Friday, August 12, 2011

Bitterness

Just heard from a friend who is having difficulties with a group of people I used to supervise.  They were very difficult with me, resisting any change I suggested.  When we were able to accomplish some new initiatives, they did their best to punish me, then anyone who they thought had collaborated with me. It reminded me about bitterness, and what I have come to believe causes it.  Every time I think of this topic, I remember a line I heard in a movie while flipping through the channels.  It was a television movie about a group of African-American  women who had grown up together, making the best of their lives.  A newcomer to the group looks a particularly negative woman and says "you must have been really pretty before your personality got out to your face."  I knew exactly what she meant.

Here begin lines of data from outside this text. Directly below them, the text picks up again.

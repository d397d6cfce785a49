//! Text representation of dates for input surfaces. The engine itself only
//! deals in [`CalendarDate`] values.

use chrono::NaiveDate;

use crate::datemath::CalendarDate;
use crate::error::Result;

/// `MM-DD-YYYY`
pub const DEFAULT_FORMAT: &str = "%m-%d-%Y";

pub fn format_date(date: &CalendarDate, fmt: &str) -> String {
    date.naive().format(fmt).to_string()
}

pub fn parse_date(s: &str, fmt: &str) -> Result<CalendarDate> {
    Ok(CalendarDate::from(NaiveDate::parse_from_str(s.trim(), fmt)?))
}

/// Parses `s` in `fmt`, falling back to ISO `YYYY-MM-DD`.
pub fn parse_date_or_iso(s: &str, fmt: &str) -> Result<CalendarDate> {
    parse_date(s, fmt).or_else(|err| {
        s.parse::<CalendarDate>()
            .map_err(|_| err.with_msg(&format!("'{}' matches neither {} nor YYYY-MM-DD", s, fmt)))
    })
}

/// Formats an optional value, yielding an empty string for no value.
pub fn format_value(value: Option<&CalendarDate>, fmt: &str) -> String {
    value.map(|date| format_date(date, fmt)).unwrap_or_default()
}

#[cfg(test)]
mod tests {
    use super::*;
    use crate::error::ErrorKind;

    #[test]
    fn default_format_is_month_first() {
        let date = CalendarDate::from_ymd_normalized(2024, 5, 9);
        assert_eq!(format_date(&date, DEFAULT_FORMAT), "06-09-2024");
        assert_eq!(parse_date("06-09-2024", DEFAULT_FORMAT).ok(), Some(date));
    }

    #[test]
    fn custom_formats() {
        let date = CalendarDate::from_ymd_normalized(2023, 11, 31);
        assert_eq!(format_date(&date, "%d.%m.%Y"), "31.12.2023");
        assert_eq!(format_date(&date, "%B %-d, %Y"), "December 31, 2023");
        assert_eq!(parse_date(" 31.12.2023 ", "%d.%m.%Y").ok(), Some(date));
    }

    #[test]
    fn invalid_input_is_a_parse_error() {
        let err = parse_date("02-30-2024", DEFAULT_FORMAT).expect_err("no Feb 30th");
        assert!(matches!(err.kind, ErrorKind::DateParse));
        assert!(parse_date("yesterday", DEFAULT_FORMAT).is_err());
    }

    #[test]
    fn iso_fallback() {
        let date = CalendarDate::from_ymd_normalized(2024, 5, 9);
        assert_eq!(parse_date_or_iso("06-09-2024", DEFAULT_FORMAT).ok(), Some(date));
        assert_eq!(parse_date_or_iso("2024-06-09", DEFAULT_FORMAT).ok(), Some(date));

        let err = parse_date_or_iso("9th of June", DEFAULT_FORMAT).expect_err("unparseable");
        assert!(matches!(err.kind, ErrorKind::DateParse));
        assert!(err.to_string().contains("'9th of June'"));
    }

    #[test]
    fn empty_value() {
        assert_eq!(format_value(None, DEFAULT_FORMAT), "");
    }
}
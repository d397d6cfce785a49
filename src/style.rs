use serde::Deserialize;

use crate::grid::DayCell;

#[derive(Clone, Copy, Debug, PartialEq, Eq, Deserialize)]
#[serde(rename_all = "snake_case")]
pub enum Color {
    Black,
    Red,
    Green,
    Yellow,
    Blue,
    Magenta,
    Cyan,
    White,
    Gray,
}

impl Color {
    /// Index into the basic 16-color ANSI palette.
    pub fn ansi(&self) -> u8 {
        match self {
            Color::Black => 0,
            Color::Red => 1,
            Color::Green => 2,
            Color::Yellow => 3,
            Color::Blue => 4,
            Color::Magenta => 5,
            Color::Cyan => 6,
            Color::White => 7,
            Color::Gray => 8,
        }
    }
}

#[derive(Clone, Copy, Debug, Default, PartialEq, Eq, Deserialize)]
#[serde(default)]
pub struct StyleAttributes {
    pub fg: Option<Color>,
    pub bg: Option<Color>,
    pub bold: bool,
    pub italic: bool,
    pub dim: bool,
    pub invert: bool,
    pub strikethrough: bool,
}

impl StyleAttributes {
    pub fn fg(mut self, color: Color) -> Self {
        self.fg = Some(color);
        self
    }

    pub fn bg(mut self, color: Color) -> Self {
        self.bg = Some(color);
        self
    }

    pub fn bold(mut self, bold: bool) -> Self {
        self.bold = bold;
        self
    }

    pub fn italic(mut self, italic: bool) -> Self {
        self.italic = italic;
        self
    }

    pub fn dim(mut self, dim: bool) -> Self {
        self.dim = dim;
        self
    }

    pub fn invert(mut self, invert: bool) -> Self {
        self.invert = invert;
        self
    }

    pub fn strikethrough(mut self, strikethrough: bool) -> Self {
        self.strikethrough = strikethrough;
        self
    }

    /// Layers `other` on top of `self`: its colors win where set, flags
    /// accumulate.
    pub fn apply(self, other: StyleAttributes) -> Self {
        StyleAttributes {
            fg: other.fg.or(self.fg),
            bg: other.bg.or(self.bg),
            bold: self.bold || other.bold,
            italic: self.italic || other.italic,
            dim: self.dim || other.dim,
            invert: self.invert || other.invert,
            strikethrough: self.strikethrough || other.strikethrough,
        }
    }

    pub fn is_plain(&self) -> bool {
        *self == StyleAttributes::default()
    }
}

#[derive(Clone, Debug, PartialEq, Deserialize)]
#[serde(default)]
pub struct Theme {
    pub day_style: StyleAttributes,
    pub outside_day_style: StyleAttributes,
    pub today_day_style: StyleAttributes,
    pub selected_day_style: StyleAttributes,
    pub disabled_day_style: StyleAttributes,
    pub focus_day_style: StyleAttributes,
    pub month_header_style: StyleAttributes,
    pub weekday_header_style: StyleAttributes,
    pub today_char: Option<char>,
    pub focus_char: Option<char>,
}

impl Default for Theme {
    fn default() -> Self {
        Theme {
            day_style: StyleAttributes::default(),
            outside_day_style: StyleAttributes::default().fg(Color::Gray),
            today_day_style: StyleAttributes::default().italic(true),
            selected_day_style: StyleAttributes::default().invert(true),
            disabled_day_style: StyleAttributes::default().dim(true).strikethrough(true),
            focus_day_style: StyleAttributes::default().bg(Color::Blue),
            month_header_style: StyleAttributes::default().fg(Color::Yellow).bold(true),
            weekday_header_style: StyleAttributes::default().fg(Color::Yellow),
            today_char: Some('*'),
            focus_char: None,
        }
    }
}

/// Visual attributes of one grid cell. Later classifications layer over
/// earlier ones: outside-month, today, selected, disabled.
pub fn cell_style(cell: &DayCell, theme: &Theme) -> StyleAttributes {
    let mut style = theme.day_style;

    if !cell.is_current_month {
        style = style.apply(theme.outside_day_style);
    }
    if cell.is_today {
        style = style.apply(theme.today_day_style);
    }
    if cell.is_selected {
        style = style.apply(theme.selected_day_style);
    }
    if cell.is_disabled {
        style = style.apply(theme.disabled_day_style);
    }

    style
}

#[cfg(test)]
mod tests {
    use super::*;
    use crate::datemath::CalendarDate;

    fn cell() -> DayCell {
        DayCell {
            date: CalendarDate::from_ymd_normalized(2024, 5, 15),
            is_current_month: true,
            is_today: false,
            is_selected: false,
            is_disabled: false,
        }
    }

    #[test]
    fn plain_day_uses_base_style() {
        let theme = Theme::default();
        assert_eq!(cell_style(&cell(), &theme), theme.day_style);
    }

    #[test]
    fn classifications_layer() {
        let theme = Theme::default();
        let c = DayCell {
            is_today: true,
            is_selected: true,
            ..cell()
        };

        let style = cell_style(&c, &theme);
        assert!(style.italic);
        assert!(style.invert);
        assert!(!style.strikethrough);
    }

    #[test]
    fn outside_and_disabled() {
        let theme = Theme::default();
        let c = DayCell {
            is_current_month: false,
            is_disabled: true,
            ..cell()
        };

        let style = cell_style(&c, &theme);
        assert_eq!(style.fg, Some(Color::Gray));
        assert!(style.dim && style.strikethrough);
    }

    #[test]
    fn apply_prefers_overlay_colors() {
        let base = StyleAttributes::default().fg(Color::Red).bg(Color::Black);
        let merged = base.apply(StyleAttributes::default().fg(Color::Green));
        assert_eq!(merged.fg, Some(Color::Green));
        assert_eq!(merged.bg, Some(Color::Black));
        assert!(StyleAttributes::default().is_plain());
    }
}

I have been bitter about things, but I tend not to carry it around actively wherever I go. I have come to the conclusion that bitterness is an internal phenomenon, not put there from external agents or events. We tend to think we are bitter about things, as if they planted the emotion in our hearts, and until those external things change, make reparations, or are forgotten, we have the right to harbor the associated bitterness. The sheer fact that such a malignant force can thrive inside of us for so long, makes me believe it is at home there, the place of its birth.
I believe there are two emotions wrapped into the singular term of bitterness - anger and shame.  We become upset about something someone does or something that happens to us, then later feel the shame of our anger when we expose or indulge in it.  I believe we become more upset with a person for the fact that they have betrayed this inner weakness, than for the crime or offense they perpetrated against us.  Long term anger and shame then begin to generalize themselves in our identity, eventually to the point where they affect the way we perceive the world, the expectations we have for future events.  We then look for people to punish, to hold accountable for this ugliness inside us. It is a cancerous spiral.
As I said earlier, I am bitter at times, but I now take ownership for that complex emotion, and task myself to deal with it accordingly.  I have not yet reached the stage where my internal disease dictates my apprehension and embrace of my environment.  I am thankful for that.